● RECORD EXTRACTS:
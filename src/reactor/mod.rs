//! Asynchronous reactor adapter over a view.
//!
//! A single dedicated thread owns the `View` and is the only thread that ever
//! touches it; work arrives from arbitrary threads through a queue, and
//! update batches leave through per-keyspace callbacks. Thread affinity is
//! structural: the view moves into the reactor thread at start and never
//! escapes.
//!
//! The adapter performs no automatic reconnection. When the view drops, the
//! injected error callback fires and the owner is responsible for rebuilding
//! a view/reactor pair and resubscribing.

pub mod deferred;

pub use deferred::Deferred;

use std::collections::{BTreeMap, HashMap, HashSet};
use std::panic::{AssertUnwindSafe, catch_unwind};
use std::sync::atomic::{AtomicBool, Ordering};
use std::sync::{Arc, Mutex};
use std::thread::{JoinHandle, ThreadId};
use std::time::Duration;

use crossbeam_channel::{Receiver, Sender, unbounded};
use log::{debug, error};
use serde_json::Value;

use crate::core::{FabricError, Key, KeyBound, KeyRange, Keyspace, Result};
use crate::view::{Listener, View, ViewEvent};

/// Outcome of a keyspace subscription's initial load.
pub type SubscriptionResult = std::result::Result<(), String>;

/// Changed key → latest value, as delivered to update callbacks.
pub type UpdateMap = BTreeMap<Key, Option<Value>>;

/// Per-keyspace update callback; runs on the reactor thread.
pub type UpdateCallback = Box<dyn FnMut(&UpdateMap) + Send>;

/// Receives Disconnected / Callback errors from the reactor.
pub type ErrorCallback = Arc<dyn Fn(&FabricError) + Send + Sync>;

/// A closure executed on the reactor thread against the view.
pub type ReactorCall = Box<dyn FnOnce(&View) -> Result<()> + Send>;

/// Success continuation for a queued reactor call.
pub type DoneCallback = Box<dyn FnOnce() + Send>;

/// Failure continuation for a queued reactor call.
pub type ErrBack = Box<dyn FnOnce(FabricError) + Send>;

enum ReactorWork {
    Call {
        f: ReactorCall,
        callback: Option<DoneCallback>,
        errback: Option<ErrBack>,
    },
    Subscribe {
        range: KeyRange,
        callback: Option<UpdateCallback>,
        deferred: Deferred<SubscriptionResult>,
    },
}

/// Callback-driven adapter serializing all view access onto one thread.
pub struct AsyncView {
    work: Sender<ReactorWork>,
    listener: Listener,
    stop: Arc<AtomicBool>,
    reactor_thread: ThreadId,
    handle: Mutex<Option<JoinHandle<()>>>,
}

impl AsyncView {
    /// Move `view` into a new reactor thread and start the loop.
    pub fn start(view: View, on_error: ErrorCallback) -> AsyncView {
        let (work, work_rx) = unbounded();
        let listener = view.listener();
        let stop = Arc::new(AtomicBool::new(false));

        let thread_listener = listener.clone();
        let thread_stop = Arc::clone(&stop);
        let handle = std::thread::Builder::new()
            .name("view-reactor".to_string())
            .spawn(move || {
                reactor_loop(view, thread_listener, work_rx, thread_stop, on_error);
            })
            .expect("failed to spawn reactor thread");
        let reactor_thread = handle.thread().id();

        AsyncView {
            work,
            listener,
            stop,
            reactor_thread,
            handle: Mutex::new(Some(handle)),
        }
    }

    /// Subscribe to a whole keyspace along dimension `dim`. The returned
    /// deferred fires once the initial load completes; `callback` (if any)
    /// then receives every subsequent update batch for the keyspace. At most
    /// one subscription per keyspace is allowed on one adapter.
    pub fn subscribe_to_keyspace(
        &self,
        keyspace: Keyspace,
        dim: u32,
        callback: Option<UpdateCallback>,
    ) -> Deferred<SubscriptionResult> {
        self.subscribe_range(KeyRange::all(keyspace, dim), callback)
    }

    /// Subscribe to a single key of a keyspace.
    pub fn subscribe_to_key(
        &self,
        keyspace: Keyspace,
        keyname: Value,
        dim: u32,
        callback: Option<UpdateCallback>,
    ) -> Deferred<SubscriptionResult> {
        let deferred = Deferred::new();
        let range = KeyRange::new(
            keyspace,
            dim,
            Some(KeyBound {
                value: keyname.clone(),
                inclusive: true,
            }),
            Some(KeyBound {
                value: keyname,
                inclusive: true,
            }),
        );
        match range {
            Ok(range) => self.subscribe_range_into(range, callback, deferred.clone()),
            Err(err) => deferred.fire(Err(err.to_string())),
        }
        deferred
    }

    fn subscribe_range(
        &self,
        range: KeyRange,
        callback: Option<UpdateCallback>,
    ) -> Deferred<SubscriptionResult> {
        let deferred = Deferred::new();
        self.subscribe_range_into(range, callback, deferred.clone());
        deferred
    }

    fn subscribe_range_into(
        &self,
        range: KeyRange,
        callback: Option<UpdateCallback>,
        deferred: Deferred<SubscriptionResult>,
    ) {
        if self.stop.load(Ordering::SeqCst) {
            deferred.fire(Err("adapter is stopped".to_string()));
            return;
        }
        let sent = self.work.send(ReactorWork::Subscribe {
            range,
            callback,
            deferred: deferred.clone(),
        });
        if sent.is_err() {
            deferred.fire(Err("reactor is gone".to_string()));
            return;
        }
        self.listener.wake();
    }

    /// Write one key on the reactor thread. `callback` fires after the
    /// transaction committed locally, `errback` on failure.
    pub fn push_transaction(
        &self,
        key: Key,
        value: Option<Value>,
        callback: Option<DoneCallback>,
        errback: Option<ErrBack>,
    ) -> Result<()> {
        self.reactor_thread_call(
            Box::new(move |view| {
                let mut txn = view.transaction()?;
                txn.write(key, value)?;
                txn.end()
            }),
            callback,
            errback,
        )
    }

    /// Run an arbitrary closure on the reactor thread. The callback or
    /// errback fires only after the closure returns, never under a lock.
    pub fn reactor_thread_call(
        &self,
        f: ReactorCall,
        callback: Option<DoneCallback>,
        errback: Option<ErrBack>,
    ) -> Result<()> {
        if self.stop.load(Ordering::SeqCst) {
            return Err(FabricError::Disconnected("adapter is stopped".to_string()));
        }
        self.work
            .send(ReactorWork::Call {
                f,
                callback,
                errback,
            })
            .map_err(|_| FabricError::Disconnected("reactor is gone".to_string()))?;
        self.listener.wake();
        Ok(())
    }

    /// Stop the reactor and join its thread. Safe to call from a reactor
    /// callback: the self-join is skipped when invoked on the reactor thread
    /// itself.
    pub fn stop(&self) {
        self.stop.store(true, Ordering::SeqCst);
        self.listener.wake();
        if std::thread::current().id() != self.reactor_thread {
            if let Ok(mut handle) = self.handle.lock() {
                if let Some(handle) = handle.take() {
                    let _ = handle.join();
                }
            }
        }
    }
}

impl Drop for AsyncView {
    fn drop(&mut self) {
        self.stop();
    }
}

fn reactor_loop(
    view: View,
    listener: Listener,
    work: Receiver<ReactorWork>,
    stop: Arc<AtomicBool>,
    on_error: ErrorCallback,
) {
    let mut callbacks: HashMap<String, UpdateCallback> = HashMap::new();
    let mut pending: HashMap<String, Deferred<SubscriptionResult>> = HashMap::new();
    let mut subscribed: HashSet<String> = HashSet::new();

    while !stop.load(Ordering::SeqCst) {
        let events = match listener.get(Duration::from_secs(1)) {
            Ok(events) => events,
            Err(_) => {
                if !stop.load(Ordering::SeqCst) {
                    debug!("reactor lost its view connection");
                    on_error(&FabricError::Disconnected(
                        "lost connection to the keyspace store".to_string(),
                    ));
                }
                break;
            }
        };

        for event in events {
            match event {
                ViewEvent::KeyUpdates(keys) => {
                    handle_key_updates(&view, &mut callbacks, &keys, &on_error);
                }
                ViewEvent::SubscriptionEnd(range) => {
                    if let Some(deferred) = pending.remove(&range.keyspace().name) {
                        deferred.fire(Ok(()));
                    }
                }
            }
        }

        drain_work(
            &view,
            &work,
            &mut callbacks,
            &mut pending,
            &mut subscribed,
            &on_error,
        );
    }

    // anything still queued is answered, not silently dropped
    while let Ok(item) = work.try_recv() {
        match item {
            ReactorWork::Call { errback, .. } => {
                let err = FabricError::Disconnected("reactor stopped".to_string());
                match errback {
                    Some(errback) => errback(err),
                    None => debug!("dropping queued reactor call: {}", err),
                }
            }
            ReactorWork::Subscribe { deferred, .. } => {
                deferred.fire(Err("reactor stopped".to_string()));
            }
        }
    }

    for deferred in pending.into_values() {
        deferred.fire(Err("reactor stopped".to_string()));
    }

    view.teardown();
}

fn handle_key_updates(
    view: &View,
    callbacks: &mut HashMap<String, UpdateCallback>,
    keys: &[Key],
    on_error: &ErrorCallback,
) {
    if keys.is_empty() {
        return;
    }

    let mut grouped: HashMap<String, UpdateMap> = HashMap::new();
    {
        let txn = match view.transaction() {
            Ok(txn) => txn,
            Err(err) => {
                on_error(&err);
                return;
            }
        };
        for key in keys {
            let name = &key.keyspace().name;
            if !callbacks.contains_key(name) {
                continue;
            }
            match txn.get(key) {
                Ok(value) => {
                    grouped
                        .entry(name.clone())
                        .or_default()
                        .insert(key.clone(), value);
                }
                Err(err) => debug!("skipping update for {}: {}", key, err),
            }
        }
        let _ = txn.abort();
    }

    for (name, updates) in grouped {
        if let Some(callback) = callbacks.get_mut(&name) {
            let outcome = catch_unwind(AssertUnwindSafe(|| callback(&updates)));
            if outcome.is_err() {
                on_error(&FabricError::Callback(format!(
                    "update callback for keyspace '{}' panicked",
                    name
                )));
            }
        }
    }
}

fn drain_work(
    view: &View,
    work: &Receiver<ReactorWork>,
    callbacks: &mut HashMap<String, UpdateCallback>,
    pending: &mut HashMap<String, Deferred<SubscriptionResult>>,
    subscribed: &mut HashSet<String>,
    on_error: &ErrorCallback,
) {
    while let Ok(item) = work.try_recv() {
        match item {
            ReactorWork::Call {
                f,
                callback,
                errback,
            } => {
                let outcome = catch_unwind(AssertUnwindSafe(|| f(view)));
                match outcome {
                    Ok(Ok(())) => {
                        if let Some(callback) = callback {
                            if catch_unwind(AssertUnwindSafe(callback)).is_err() {
                                on_error(&FabricError::Callback(
                                    "reactor call callback panicked".to_string(),
                                ));
                            }
                        }
                    }
                    Ok(Err(err)) => match errback {
                        Some(errback) => errback(err),
                        None => error!("error during reactor call: {}", err),
                    },
                    Err(_) => {
                        let err = FabricError::Callback("queued closure panicked".to_string());
                        match errback {
                            Some(errback) => errback(err),
                            None => on_error(&FabricError::Callback(
                                "queued closure panicked".to_string(),
                            )),
                        }
                    }
                }
            }
            ReactorWork::Subscribe {
                range,
                callback,
                deferred,
            } => {
                let name = range.keyspace().name.clone();
                if subscribed.contains(&name) {
                    deferred.fire(Err(
                        FabricError::DuplicateSubscription(name).to_string()
                    ));
                    continue;
                }
                if let Some(callback) = callback {
                    callbacks.insert(name.clone(), callback);
                }
                pending.insert(name.clone(), deferred.clone());
                subscribed.insert(name.clone());
                if let Err(err) = view.subscribe(range, false) {
                    pending.remove(&name);
                    callbacks.remove(&name);
                    subscribed.remove(&name);
                    deferred.fire(Err(err.to_string()));
                }
            }
        }
    }
}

● TASK OBJECTIVE:
Could you please copy the lines above exactly, beginning at the first and ending at the line that contains "a queue, and"?

● COMPLETED EXERCISE:
filename src/reactor/mod.rs
//! Asynchronous reactor adapter over a view.
//!
//! A single dedicated thread owns the `View` and is the only thread that ever
//! touches it; work arrives from arbitrary threads through a queue, and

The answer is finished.